Reflexiones sobre lujo, ética y realidad desde Roma y Punta Cana

Reflexiones sobre lujo, ética y realidad desde Roma y Punta Cana

Resumen:
Un periodista se encuentra con un sacerdote dominicano en Roma, quien menciona tener una villa en Punta Cana. Esto despierta la pregunta sobre cómo algunos profesionales en República Dominicana y América Latina mantienen un estilo de vida lujoso con sus ingresos.

Una tarde de otoño en Roma, mientras caminaba por las cercanías del Vaticano, me encontré con un sacerdote dominicano. Era un hombre de trato amable, mirada serena y conversación fluida. Entre anécdotas sobre su trabajo pastoral y la comunidad latina en Italia, me dijo con naturalidad que tenía una villa en Punta Cana, y que algún día podría invitarme a visitarla. Le agradecí su cortesía, pero con la misma cortesía decliné la invitación.

La frase me quedó resonando: una villa en Punta Cana. No era el lugar lo que me sorprendía, sino la posibilidad. En mi mente se formó una pregunta que se ha repetido muchas veces en distintas circunstancias: ¿cómo es posible mantener un estilo de vida de lujo con ingresos de servidor eclesiástico, funcionario o periodista?

En República Dominicana —como en casi toda América Latina— hay profesionales de sectores públicos o privados que viven con una opulencia difícil de justificar. Periodistas, magistrados, pastores, oficiales, empresarios medianos o funcionarios que exhiben un nivel de vida que supera con creces lo que permiten sus ingresos conocidos.

No se trata de envidia, sino de asombro. Muchos de esos personajes se desplazan en vehículos de lujo, viajan constantemente, y poseen villas en zonas exclusivas como Casa de Campo, Punta Cana o Jarabacoa. Algunos lo hacen a través de “amigos”, fundaciones, o empresas donde no figuran directamente, pero que los benefician.

Recuerdo también a un magistrado italiano que conocí en Roma, acompañado de una mujer rubia, elegante y risueña. Conversamos sobre la justicia internacional, los tribunales europeos y, de pronto, mencionó que viajaba con frecuencia a la República Dominicana. “Me encanta Casa de Campo”, me dijo. “Allí tengo amigos, buena comida, y descanso como en ningún otro sitio del mundo.”
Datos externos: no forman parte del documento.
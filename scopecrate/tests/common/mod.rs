use std::sync::Arc;

use chrono::{DateTime, Duration, TimeZone, Utc};
use scopecrate::{AccessPrincipal, CollectionQueryEngine, EntityRegistry};
use sea_orm::{ActiveModelTrait, ActiveValue::Set, Database, DatabaseConnection, DbErr};
use sea_orm_migration::prelude::*;
use uuid::Uuid;

pub mod chat_entity;
pub mod organization_entity;
pub mod project_entity;
pub mod user_entity;

use chat_entity::Chat;
use organization_entity::Organization;
use project_entity::Project;
use user_entity::User;

// Helper function to get database URL from environment or default to SQLite
fn get_test_database_url() -> String {
    std::env::var("DATABASE_URL").unwrap_or_else(|_| "sqlite::memory:".to_string())
}

// Engine logs show up with RUST_LOG=scopecrate=debug and --nocapture
fn init_tracing() {
    let _ = tracing_subscriber::fmt()
        .with_env_filter(tracing_subscriber::EnvFilter::from_default_env())
        .with_test_writer()
        .try_init();
}

// Cleanup function for persistent databases
async fn cleanup_test_tables(db: &DatabaseConnection) {
    // Drop tables in reverse dependency order to avoid foreign key issues
    let _ = db.execute_unprepared("DROP TABLE IF EXISTS chats").await;
    let _ = db.execute_unprepared("DROP TABLE IF EXISTS projects").await;
    let _ = db.execute_unprepared("DROP TABLE IF EXISTS users").await;
    let _ = db.execute_unprepared("DROP TABLE IF EXISTS organizations").await;
    let _ = db.execute_unprepared("DROP TABLE IF EXISTS seaql_migrations").await;
}

#[allow(dead_code)]
pub async fn setup_test_db() -> Result<DatabaseConnection, DbErr> {
    init_tracing();
    let database_url = get_test_database_url();
    let db = Database::connect(&database_url).await?;

    // For persistent databases, clean up any existing tables
    if !database_url.starts_with("sqlite::memory:") {
        cleanup_test_tables(&db).await;
    }

    Migrator::up(&db, None).await?;
    Ok(db)
}

#[allow(dead_code)]
pub fn test_registry() -> EntityRegistry {
    EntityRegistry::builder()
        .register::<Organization>()
        .register::<User>()
        .register::<Project>()
        .register::<Chat>()
        .build()
        .expect("test entities register cleanly")
}

#[allow(dead_code)]
pub fn test_engine() -> CollectionQueryEngine {
    CollectionQueryEngine::new(Arc::new(test_registry()))
}

/// The authenticated caller as the auth layer would hand it over.
#[derive(Debug, Clone, Copy)]
pub struct Actor {
    pub organization_id: Option<Uuid>,
}

impl Actor {
    #[allow(dead_code)]
    pub fn member_of(organization_id: Uuid) -> Self {
        Self {
            organization_id: Some(organization_id),
        }
    }
}

impl AccessPrincipal for Actor {
    fn tenant_id(&self) -> Option<Uuid> {
        self.organization_id
    }
}

#[allow(dead_code)]
pub fn day(offset: i64) -> DateTime<Utc> {
    Utc.with_ymd_and_hms(2024, 1, 1, 9, 0, 0).unwrap() + Duration::days(offset)
}

#[allow(dead_code)]
pub async fn seed_organization(db: &DatabaseConnection, name: &str) -> Uuid {
    let id = Uuid::new_v4();
    organization_entity::ActiveModel {
        id: Set(id),
        name: Set(name.to_string()),
        created_at: Set(day(0)),
    }
    .insert(db)
    .await
    .expect("insert organization");
    id
}

#[allow(dead_code)]
pub async fn seed_user(
    db: &DatabaseConnection,
    organization_id: Uuid,
    first_name: &str,
    last_name: &str,
    email: &str,
) -> Uuid {
    let id = Uuid::new_v4();
    user_entity::ActiveModel {
        id: Set(id),
        organization_id: Set(organization_id),
        first_name: Set(first_name.to_string()),
        last_name: Set(last_name.to_string()),
        email: Set(email.to_string()),
        password: Set(format!("hunter2-{first_name}")),
        token_hash: Set(Some("deadbeef".to_string())),
        created_at: Set(day(0)),
    }
    .insert(db)
    .await
    .expect("insert user");
    id
}

#[allow(dead_code)]
#[derive(Debug, Clone)]
pub struct NewProject<'a> {
    pub organization_id: Uuid,
    pub owner_id: Uuid,
    pub name: &'a str,
    pub budget: i32,
    pub created_at: DateTime<Utc>,
    pub deleted: bool,
}

#[allow(dead_code)]
pub async fn seed_project(db: &DatabaseConnection, project: NewProject<'_>) -> Uuid {
    let id = Uuid::new_v4();
    project_entity::ActiveModel {
        id: Set(id),
        organization_id: Set(project.organization_id),
        owner_id: Set(project.owner_id),
        name: Set(project.name.to_string()),
        description: Set(None),
        budget: Set(project.budget),
        archived: Set(false),
        settings: Set(serde_json::json!({"theme": "dark"})),
        deleted: Set(project.deleted),
        created_at: Set(project.created_at),
    }
    .insert(db)
    .await
    .expect("insert project");
    id
}

#[allow(dead_code)]
pub async fn seed_chat(db: &DatabaseConnection, project_id: Uuid, title: &str) -> Uuid {
    let id = Uuid::new_v4();
    chat_entity::ActiveModel {
        id: Set(id),
        project_id: Set(project_id),
        title: Set(title.to_string()),
        created_at: Set(day(0)),
    }
    .insert(db)
    .await
    .expect("insert chat");
    id
}

#[allow(dead_code)]
pub struct Migrator;

#[async_trait::async_trait]
impl MigratorTrait for Migrator {
    fn migrations() -> Vec<Box<dyn MigrationTrait>> {
        vec![Box::new(CreateTenantTables)]
    }
}

pub struct CreateTenantTables;

#[async_trait::async_trait]
impl MigrationName for CreateTenantTables {
    fn name(&self) -> &'static str {
        "m20240101_000001_create_tenant_tables"
    }
}

#[async_trait::async_trait]
impl MigrationTrait for CreateTenantTables {
    async fn up(&self, manager: &SchemaManager) -> Result<(), DbErr> {
        manager
            .create_table(
                Table::create()
                    .table(Organizations::Table)
                    .if_not_exists()
                    .col(ColumnDef::new(Organizations::Id).uuid().not_null().primary_key())
                    .col(ColumnDef::new(Organizations::Name).text().not_null())
                    .col(
                        ColumnDef::new(Organizations::CreatedAt)
                            .timestamp_with_time_zone()
                            .not_null(),
                    )
                    .to_owned(),
            )
            .await?;

        manager
            .create_table(
                Table::create()
                    .table(Users::Table)
                    .if_not_exists()
                    .col(ColumnDef::new(Users::Id).uuid().not_null().primary_key())
                    .col(ColumnDef::new(Users::OrganizationId).uuid().not_null())
                    .col(ColumnDef::new(Users::FirstName).text().not_null())
                    .col(ColumnDef::new(Users::LastName).text().not_null())
                    .col(ColumnDef::new(Users::Email).text().not_null())
                    .col(ColumnDef::new(Users::Password).text().not_null())
                    .col(ColumnDef::new(Users::TokenHash).text().null())
                    .col(
                        ColumnDef::new(Users::CreatedAt)
                            .timestamp_with_time_zone()
                            .not_null(),
                    )
                    .to_owned(),
            )
            .await?;

        manager
            .create_table(
                Table::create()
                    .table(Projects::Table)
                    .if_not_exists()
                    .col(ColumnDef::new(Projects::Id).uuid().not_null().primary_key())
                    .col(ColumnDef::new(Projects::OrganizationId).uuid().not_null())
                    .col(ColumnDef::new(Projects::OwnerId).uuid().not_null())
                    .col(ColumnDef::new(Projects::Name).text().not_null())
                    .col(ColumnDef::new(Projects::Description).text().null())
                    .col(ColumnDef::new(Projects::Budget).integer().not_null())
                    .col(
                        ColumnDef::new(Projects::Archived)
                            .boolean()
                            .not_null()
                            .default(false),
                    )
                    .col(ColumnDef::new(Projects::Settings).json().not_null())
                    .col(
                        ColumnDef::new(Projects::Deleted)
                            .boolean()
                            .not_null()
                            .default(false),
                    )
                    .col(
                        ColumnDef::new(Projects::CreatedAt)
                            .timestamp_with_time_zone()
                            .not_null(),
                    )
                    .to_owned(),
            )
            .await?;

        manager
            .create_table(
                Table::create()
                    .table(Chats::Table)
                    .if_not_exists()
                    .col(ColumnDef::new(Chats::Id).uuid().not_null().primary_key())
                    .col(ColumnDef::new(Chats::ProjectId).uuid().not_null())
                    .col(ColumnDef::new(Chats::Title).text().not_null())
                    .col(
                        ColumnDef::new(Chats::CreatedAt)
                            .timestamp_with_time_zone()
                            .not_null(),
                    )
                    .to_owned(),
            )
            .await?;

        Ok(())
    }

    async fn down(&self, manager: &SchemaManager) -> Result<(), DbErr> {
        manager
            .drop_table(Table::drop().table(Chats::Table).to_owned())
            .await?;
        manager
            .drop_table(Table::drop().table(Projects::Table).to_owned())
            .await?;
        manager
            .drop_table(Table::drop().table(Users::Table).to_owned())
            .await?;
        manager
            .drop_table(Table::drop().table(Organizations::Table).to_owned())
            .await?;
        Ok(())
    }
}

#[derive(DeriveIden)]
enum Organizations {
    Table,
    Id,
    Name,
    CreatedAt,
}

#[derive(DeriveIden)]
enum Users {
    Table,
    Id,
    OrganizationId,
    FirstName,
    LastName,
    Email,
    Password,
    TokenHash,
    CreatedAt,
}

#[derive(DeriveIden)]
enum Projects {
    Table,
    Id,
    OrganizationId,
    OwnerId,
    Name,
    Description,
    Budget,
    Archived,
    Settings,
    Deleted,
    CreatedAt,
}

#[derive(DeriveIden)]
enum Chats {
    Table,
    Id,
    ProjectId,
    Title,
    CreatedAt,
}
Era evidente que el viaje frecuente requería recursos. Pensé entonces en el contraste entre las leyes que estos hombres representan —la justicia, la ética, la transparencia— y los espacios donde a menudo se diluyen esas fronteras morales entre lo público y lo privado.

Vivimos en una época donde la apariencia ha sustituido a la verdad. Las redes sociales multiplican imágenes de éxito que no siempre corresponden a una realidad sostenible. El lujo se convierte en lenguaje, y quien no lo habla parece marginado. Pero detrás de ese brillo hay endeudamiento, corrupción, tráfico de influencias y favores políticos o corporativos. Hay también un sistema que, en lugar de premiar el mérito y la honestidad, recompensa la cercanía al poder.